== Provided data ==

*** Block opens ***

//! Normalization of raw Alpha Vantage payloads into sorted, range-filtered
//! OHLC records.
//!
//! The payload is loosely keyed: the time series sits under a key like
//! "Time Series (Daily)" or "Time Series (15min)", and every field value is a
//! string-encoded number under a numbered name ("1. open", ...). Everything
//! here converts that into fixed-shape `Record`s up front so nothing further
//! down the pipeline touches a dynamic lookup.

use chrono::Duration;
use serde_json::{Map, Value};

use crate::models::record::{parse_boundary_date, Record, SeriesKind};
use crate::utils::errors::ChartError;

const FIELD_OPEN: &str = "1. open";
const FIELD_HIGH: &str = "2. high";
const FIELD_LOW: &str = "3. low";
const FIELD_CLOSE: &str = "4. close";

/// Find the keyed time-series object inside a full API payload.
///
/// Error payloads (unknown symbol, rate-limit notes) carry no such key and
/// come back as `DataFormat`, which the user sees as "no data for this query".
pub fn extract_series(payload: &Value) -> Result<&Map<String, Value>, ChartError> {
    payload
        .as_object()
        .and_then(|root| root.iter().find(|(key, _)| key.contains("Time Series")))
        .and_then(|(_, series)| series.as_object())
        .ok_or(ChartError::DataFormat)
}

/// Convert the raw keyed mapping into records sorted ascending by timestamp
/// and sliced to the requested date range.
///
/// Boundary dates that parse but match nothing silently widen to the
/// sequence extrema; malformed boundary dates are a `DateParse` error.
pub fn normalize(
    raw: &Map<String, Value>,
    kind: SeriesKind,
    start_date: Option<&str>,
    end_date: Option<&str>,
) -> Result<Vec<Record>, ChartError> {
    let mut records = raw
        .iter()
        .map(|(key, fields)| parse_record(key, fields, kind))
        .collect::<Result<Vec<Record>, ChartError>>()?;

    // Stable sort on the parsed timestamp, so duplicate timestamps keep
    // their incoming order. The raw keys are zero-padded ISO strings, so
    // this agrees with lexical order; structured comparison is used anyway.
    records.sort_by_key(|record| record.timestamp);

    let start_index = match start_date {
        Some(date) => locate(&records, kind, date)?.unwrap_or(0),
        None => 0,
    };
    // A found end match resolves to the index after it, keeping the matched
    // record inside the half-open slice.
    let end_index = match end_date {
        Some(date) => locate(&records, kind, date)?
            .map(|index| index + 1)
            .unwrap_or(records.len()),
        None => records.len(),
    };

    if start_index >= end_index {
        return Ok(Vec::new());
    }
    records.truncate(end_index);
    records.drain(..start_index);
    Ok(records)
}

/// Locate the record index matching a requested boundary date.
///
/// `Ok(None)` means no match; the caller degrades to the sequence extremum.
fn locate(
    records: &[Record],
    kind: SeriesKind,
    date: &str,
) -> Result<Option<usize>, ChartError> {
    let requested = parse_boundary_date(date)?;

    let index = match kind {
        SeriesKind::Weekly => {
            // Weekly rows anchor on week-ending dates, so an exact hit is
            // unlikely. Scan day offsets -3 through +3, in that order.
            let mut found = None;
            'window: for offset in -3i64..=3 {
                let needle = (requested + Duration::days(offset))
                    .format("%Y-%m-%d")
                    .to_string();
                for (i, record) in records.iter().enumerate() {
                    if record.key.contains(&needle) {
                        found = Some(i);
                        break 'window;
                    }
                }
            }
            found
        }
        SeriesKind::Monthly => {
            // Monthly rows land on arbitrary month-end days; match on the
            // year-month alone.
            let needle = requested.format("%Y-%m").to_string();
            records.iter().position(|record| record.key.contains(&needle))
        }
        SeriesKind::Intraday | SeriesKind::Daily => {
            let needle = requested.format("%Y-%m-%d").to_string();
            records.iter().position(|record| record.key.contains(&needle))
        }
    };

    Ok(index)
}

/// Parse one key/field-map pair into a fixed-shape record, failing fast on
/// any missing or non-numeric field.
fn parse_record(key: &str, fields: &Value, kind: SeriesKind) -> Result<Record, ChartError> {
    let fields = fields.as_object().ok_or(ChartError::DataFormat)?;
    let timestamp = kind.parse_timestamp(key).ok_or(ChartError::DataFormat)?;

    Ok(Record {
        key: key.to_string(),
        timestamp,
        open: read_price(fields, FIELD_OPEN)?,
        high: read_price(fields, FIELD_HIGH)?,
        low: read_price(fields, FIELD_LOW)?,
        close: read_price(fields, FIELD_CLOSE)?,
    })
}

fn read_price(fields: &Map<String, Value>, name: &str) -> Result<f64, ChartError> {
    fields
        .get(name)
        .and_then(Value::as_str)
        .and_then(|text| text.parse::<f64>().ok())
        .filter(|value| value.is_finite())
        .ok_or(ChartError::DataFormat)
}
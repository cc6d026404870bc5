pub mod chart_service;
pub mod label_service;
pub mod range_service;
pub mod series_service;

*** Block closes ***

Scan the listing for the string "Result", then copy every line where it appears.

pub fn extract_series(payload: &Value) -> Result<&Map<String, Value>, ChartError> {
) -> Result<Vec<Record>, ChartError> {
        .collect::<Result<Vec<Record>, ChartError>>()?;
) -> Result<Option<usize>, ChartError> {
fn parse_record(key: &str, fields: &Value, kind: SeriesKind) -> Result<Record, ChartError> {
fn read_price(fields: &Map<String, Value>, name: &str) -> Result<f64, ChartError> {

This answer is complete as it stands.